FRIEDRICH NIETZSCHE. O Nascimento da Tragédia no Espírito da Música, Col. Os Pensadores, São Paulo, Nova Cultural, 1999, p.31, 39, 40,44.
II
A arte e nada mais que a arte! Ela é a grande possibilitadora da vida, a grande aliciadora da vida, o grande estimulante da vida.
A arte como única força superior contraposta a toda vontade de negação da vida, como o anticristão, antibudista, antiniilista par excellence.
A arte como redenção do que conhece – daquele que vê o caráter terrível e problemático da existência, que quer vê-lo, do conhecedor trágico.

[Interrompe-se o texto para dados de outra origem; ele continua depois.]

//! Command-line interface definitions for Journal Harvest.
//!
//! Every option can also be set through the environment variable named in
//! its `env` attribute.

use crate::enumerate::IssueSelection;
use crate::models::Publisher;
use clap::Parser;
use std::path::PathBuf;

fn parse_publisher(name: &str) -> Result<Publisher, String> {
    Publisher::from_name(name).ok_or_else(|| {
        let known: Vec<_> = Publisher::ALL.iter().map(Publisher::id).collect();
        format!("unknown publisher `{name}` (expected one of: {})", known.join(", "))
    })
}

/// Command-line arguments for a harvest run.
///
/// # Examples
///
/// ```sh
/// # Rescan the last two volumes of every configured journal
/// journal_harvest --config journals.yaml --data-dir ./data
///
/// # One journal, deeper rescan, four paper pages in flight
/// journal_harvest --publisher wiley --journal jf --trailing-volumes 5 --concurrency 4
///
/// # Backfill volume 58, issue 4 of one journal
/// journal_harvest --publisher jstor --journal jeconlite --volumes 58 --issues 4
/// ```
#[derive(Parser, Debug)]
#[command(author, version, about)]
pub struct Cli {
    /// Path to the YAML journal table
    #[arg(short, long, env = "HARVEST_CONFIG", default_value = "journals.yaml")]
    pub config: PathBuf,

    /// Directory holding the CSV stores and per-run JSON dumps
    #[arg(short, long, env = "HARVEST_DATA_DIR", default_value = "data")]
    pub data_dir: PathBuf,

    /// Number of most recent volumes to (re)scan per journal
    #[arg(short, long, env = "HARVEST_TRAILING_VOLUMES", default_value_t = 2)]
    pub trailing_volumes: u32,

    /// Scan exactly these volumes (comma separated) instead of the trailing ones
    #[arg(long, env = "HARVEST_VOLUMES", value_delimiter = ',')]
    pub volumes: Vec<u32>,

    /// Issues to scan within --volumes; every issue when omitted
    #[arg(long, env = "HARVEST_ISSUES", value_delimiter = ',', requires = "volumes")]
    pub issues: Vec<u32>,

    /// Seconds to wait before each page request
    #[arg(long, env = "HARVEST_SETTLE_DELAY_SECS", default_value_t = 3)]
    pub settle_delay_secs: u64,

    /// Paper pages loaded at once (1 = sequential)
    #[arg(long, env = "HARVEST_CONCURRENCY", default_value_t = 1)]
    pub concurrency: usize,

    /// Only run journals of this publisher
    #[arg(short, long, env = "HARVEST_PUBLISHER", value_parser = parse_publisher)]
    pub publisher: Option<Publisher>,

    /// Only run the journal with this config key
    #[arg(short, long, env = "HARVEST_JOURNAL")]
    pub journal: Option<String>,
}

impl Cli {
    /// Explicit volumes when given, otherwise the trailing window.
    pub fn selection(&self) -> IssueSelection {
        if self.volumes.is_empty() {
            IssueSelection::Trailing(self.trailing_volumes)
        } else {
            IssueSelection::explicit(&self.volumes, &self.issues)
        }
    }
}

#[cfg(test)]
mod tests {
    use super::*;

    #[test]
    fn test_cli_defaults() {
        let cli = Cli::parse_from(["journal_harvest"]);

        assert_eq!(cli.config, PathBuf::from("journals.yaml"));
        assert_eq!(cli.data_dir, PathBuf::from("data"));
        assert_eq!(cli.trailing_volumes, 2);
        assert_eq!(cli.settle_delay_secs, 3);
        assert_eq!(cli.concurrency, 1);
        assert!(cli.publisher.is_none());
        assert!(cli.journal.is_none());
        assert_eq!(cli.selection(), IssueSelection::Trailing(2));
    }

    #[test]
    fn test_cli_parsing() {
        let cli = Cli::parse_from([
            "journal_harvest",
            "--config",
            "/etc/journals.yaml",
            "--data-dir",
            "/tmp/data",
            "--trailing-volumes",
            "5",
            "--settle-delay-secs",
            "0",
            "--concurrency",
            "4",
        ]);

        assert_eq!(cli.config, PathBuf::from("/etc/journals.yaml"));
        assert_eq!(cli.data_dir, PathBuf::from("/tmp/data"));
        assert_eq!(cli.trailing_volumes, 5);
        assert_eq!(cli.settle_delay_secs, 0);
        assert_eq!(cli.concurrency, 4);
    }

    #[test]
    fn test_cli_short_flags_and_filters() {
        let cli = Cli::parse_from(["journal_harvest", "-d", "/tmp/d", "-p", "Chicago", "-j", "jpe"]);

        assert_eq!(cli.data_dir, PathBuf::from("/tmp/d"));
        assert_eq!(cli.publisher, Some(Publisher::UChicago));
        assert_eq!(cli.journal.as_deref(), Some("jpe"));
    }

    #[test]
    fn test_cli_explicit_volumes_and_issues() {
        let cli = Cli::parse_from(["journal_harvest", "--volumes", "59,58", "--issues", "4"]);
        assert_eq!(
            cli.selection(),
            IssueSelection::Explicit {
                volumes: vec![58, 59],
                issues: vec![4]
            }
        );

        let cli = Cli::parse_from(["journal_harvest", "--volumes", "58"]);
        assert_eq!(cli.selection(), IssueSelection::explicit(&[58], &[]));

        assert!(Cli::try_parse_from(["journal_harvest", "--issues", "4"]).is_err());
    }

    #[test]
    fn test_cli_rejects_unknown_publisher() {
        assert!(Cli::try_parse_from(["journal_harvest", "--publisher", "nature"]).is_err());
    }
}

A arte como a redenção do que age – daquele que não somente vê o caráter terrível e problemático da existência, mas vive, quer vivê-lo, do guerreiro trágico, do herói.
A arte como a redenção do que sofre – como via de acesso a estados onde o sofrimento é querido, transfigurado, divinizado, onde o sofrimento é uma forma de grande delícia.
FRIEDRICH NIETZSCHE. A Arte em “O Nascimento da Tragédia”, Col. Os Pensadores, São Paulo, Nova Cultural, 1999, p.50.